Originally published January 30, 2019 on Inc.com.
Working with a difficult person (and, often, more than one) is as expected in the workplace as attending pointless meetings.
We’ve all desperately tried to get a colleague to behave better, like the one who complains every time a change is announced, or who nitpicks at every detail in your presentation, or who completely withdraws when given direct feedback. These are the folks whom we try to work around, or avoid, or even pray that they find gainful employment in a different department – or a different company.
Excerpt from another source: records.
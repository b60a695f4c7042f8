//! HTTP API request and response bodies.

use serde::{Deserialize, Serialize};

/// Room metadata
#[derive(Debug, Clone, PartialEq, Eq, Serialize, Deserialize)]
pub struct RoomDto {
    pub id: i64,
    pub name: String,
    pub description: String,
    pub created_by: i64,
    /// RFC 3339 (UTC)
    pub created_at: String,
}

/// Room metadata plus its live state in this instance's hub
#[derive(Debug, Clone, PartialEq, Eq, Serialize, Deserialize)]
pub struct RoomDetailDto {
    #[serde(flatten)]
    pub room: RoomDto,
    /// Whether the room is currently in the hub
    pub live: bool,
    pub connected_clients: usize,
}

/// Users who joined a room, ascending
#[derive(Debug, Clone, PartialEq, Eq, Serialize, Deserialize)]
pub struct RoomMembersDto {
    pub room: i64,
    pub members: Vec<i64>,
}

#[derive(Debug, Clone, PartialEq, Eq, Serialize, Deserialize)]
pub struct CreateRoomRequest {
    pub name: String,
    #[serde(default)]
    pub description: String,
    pub created_by: i64,
}

#[derive(Debug, Clone, PartialEq, Eq, Serialize, Deserialize)]
pub struct MessageDto {
    pub id: i64,
    pub room: i64,
    pub user: i64,
    pub content: String,
    /// RFC 3339 (UTC)
    pub created_at: String,
}

#[derive(Debug, Clone, PartialEq, Eq, Serialize, Deserialize)]
pub struct SendMessageRequest {
    pub user: i64,
    pub content: String,
}

#[derive(Debug, Clone, PartialEq, Eq, Serialize, Deserialize)]
pub struct SendMessageResponse {
    pub id: i64,
}

#[derive(Debug, Clone, PartialEq, Eq, Serialize, Deserialize)]
pub struct ErrorResponse {
    pub error: String,
}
If you’re like most people, none of your approaches to get the other person to change make a noticeable, permanent, positive difference in your day-to-day relationship. There are likely multiple factors that may be contributing to your ongoing frustration. And while some of those factors will be outside of your control, choosing your mindset about your difficult person is completely within your power.
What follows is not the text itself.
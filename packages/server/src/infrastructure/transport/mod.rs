//! Transport adapters.

pub mod websocket;

pub use websocket::{WebSocketReceiver, WebSocketSender, split_socket};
Here are three perspectives about working with difficult people that just might help you get unstuck:
1. You are likely your Difficult Person’s Difficult Person.
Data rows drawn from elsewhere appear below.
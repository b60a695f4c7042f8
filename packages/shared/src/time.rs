//! Time-related utilities with clock abstraction for testability.

use chrono::{DateTime, SecondsFormat, Utc};

/// Clock trait for dependency injection and testing
pub trait Clock: Send + Sync {
    /// Get current Unix timestamp in UTC (milliseconds)
    fn now_millis(&self) -> i64;
}

/// System clock implementation (uses actual system time)
#[derive(Debug, Clone, Copy, Default)]
pub struct SystemClock;

impl Clock for SystemClock {
    fn now_millis(&self) -> i64 {
        current_timestamp_millis()
    }
}

/// Fixed clock implementation for testing (returns a fixed time)
#[derive(Debug, Clone, Copy)]
pub struct FixedClock {
    fixed_time: i64,
}

impl FixedClock {
    /// Create a new fixed clock with the given timestamp
    pub fn new(fixed_time_millis: i64) -> Self {
        Self {
            fixed_time: fixed_time_millis,
        }
    }
}

impl Clock for FixedClock {
    fn now_millis(&self) -> i64 {
        self.fixed_time
    }
}

/// Get current Unix timestamp in UTC (milliseconds)
pub fn current_timestamp_millis() -> i64 {
    Utc::now().timestamp_millis()
}

/// Convert Unix timestamp (milliseconds) to RFC 3339 format in UTC.
///
/// Timestamps outside the range chrono can represent collapse to the Unix epoch.
pub fn timestamp_to_rfc3339(timestamp_millis: i64) -> String {
    DateTime::<Utc>::from_timestamp_millis(timestamp_millis)
        .unwrap_or_default()
        .to_rfc3339_opts(SecondsFormat::Millis, true)
}

#[cfg(test)]
mod tests {
    use super::*;

    #[test]
    fn test_system_clock_returns_non_zero_timestamp() {
        // テスト項目: SystemClock が 0 以外のタイムスタンプを返す
        // given (前提条件):
        let clock = SystemClock;

        // when (操作):
        let timestamp = clock.now_millis();

        // then (期待する結果):
        assert!(timestamp > 0);
    }

    #[test]
    fn test_system_clock_returns_increasing_timestamps() {
        // テスト項目: SystemClock が呼び出すたびに増加するタイムスタンプを返す
        // given (前提条件):
        let clock = SystemClock;

        // when (操作):
        let timestamp1 = clock.now_millis();
        std::thread::sleep(std::time::Duration::from_millis(10));
        let timestamp2 = clock.now_millis();

        // then (期待する結果):
        assert!(timestamp2 >= timestamp1);
    }

    #[test]
    fn test_fixed_clock_returns_fixed_timestamp() {
        // テスト項目: FixedClock が固定されたタイムスタンプを返す
        // given (前提条件):
        let fixed_time = 1234567890123;
        let clock = FixedClock::new(fixed_time);

        // when (操作):
        let timestamp1 = clock.now_millis();
        let timestamp2 = clock.now_millis();

        // then (期待する結果):
        assert_eq!(timestamp1, fixed_time);
        assert_eq!(timestamp2, fixed_time);
    }

    #[test]
    fn test_timestamp_to_rfc3339_format() {
        // テスト項目: タイムスタンプがミリ秒付きの RFC 3339 (UTC) 形式に変換される
        // given (前提条件):
        // 2023-01-01 00:00:00.123 UTC in milliseconds
        let timestamp = 1672531200123;

        // when (操作):
        let result = timestamp_to_rfc3339(timestamp);

        // then (期待する結果):
        assert_eq!(result, "2023-01-01T00:00:00.123Z");
    }

    #[test]
    fn test_timestamp_to_rfc3339_out_of_range_falls_back_to_epoch() {
        // テスト項目: 表現できないタイムスタンプは Unix エポックに丸められる
        // given (前提条件):
        let timestamp = i64::MAX;

        // when (操作):
        let result = timestamp_to_rfc3339(timestamp);

        // then (期待する結果):
        assert_eq!(result, "1970-01-01T00:00:00.000Z");
    }
}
I have shared this point of view with thousands of leaders across industries in my workshop on “Navigating Conflict and Tricky Conversations”. Most of the participants have to hear this this idea — that your Difficult Person considers YOU difficult — at least twice in order to process it. We are so used to thinking about the other person as the problem that we rarely think about our contribution to the dynamic. But think about it: if you are experiencing the other person as challenging, he or she is likely experiencing you as challenging, too.
Now, you may not be challenging to each other in the same way–you may be frustrated by your colleague’s slow, painstaking and methodical approach to projects while she is bothered by your quick, intuitive way of executing tasks. Yet, the bottom-line is the same: you’re both driving each other bananas. So, take a step back from your indignation with your colleague, and reflect on how you may not be such a terrific person to work with, either.
2. Your Difficult Person may not be able to behave the way you want her to.
In her book, Make Difficult People Disappear: How to Deal with Stressful Behavior and Eliminate Conflict, Monica Wofford writes “Conflict occurs when we demand and expect others to behave in a way that is not natural or known.” While it might seem crystal clear to you that if your difficult person would just talk less/work faster/collaborate more, he or she would be the kind of person you’d be happy to work with. And while taking less/working faster/collaborating more might be behaviors that you can exhibit, and that you value, that may not be the case for your Difficult Person.
Wofford writes, “Those we work with who create conflict are often not being difficult, but are truly different in their approach.” If you’re expecting someone to “behave in a way that is not natural or known” to them, you’re in for an uphill battle. You may want to alter how you expect colleague to behave (meaning just like you would, right?), and acknowledge, appreciate and reward them for the value he or she brings to creating a necessary diversity of work styles.
3. You may not be able to fix things with your Difficult Person.
You may want the relationship to feel more positive and productive, but sometimes, that just isn’t in the cards. According to Robert Sutton, author of Good Boss, Bad Boss and The No Asshole Rule, if the relationship truly isn’t going to improve, you may need to “practice the fine art of emotional detachment”.
This includes ignoring the behaviors that feel intolerable to you, and choosing not get emotionally triggered–which certainly takes some practice. It also means not judging yourself harshly for not being able to make every workplace relationship a great one. Accept that you can change your own mindsets and behaviors, but you cannot change another person–and you cannot fix a relationship all by yourself.
As psychologist Carl Jung wrote, “Everything that irritates us about others can lead us to an understanding of ourselves.” Use what you come to learn about dealing with difficult people to improve yourself, and your future relationships–even if you can’t improve this one.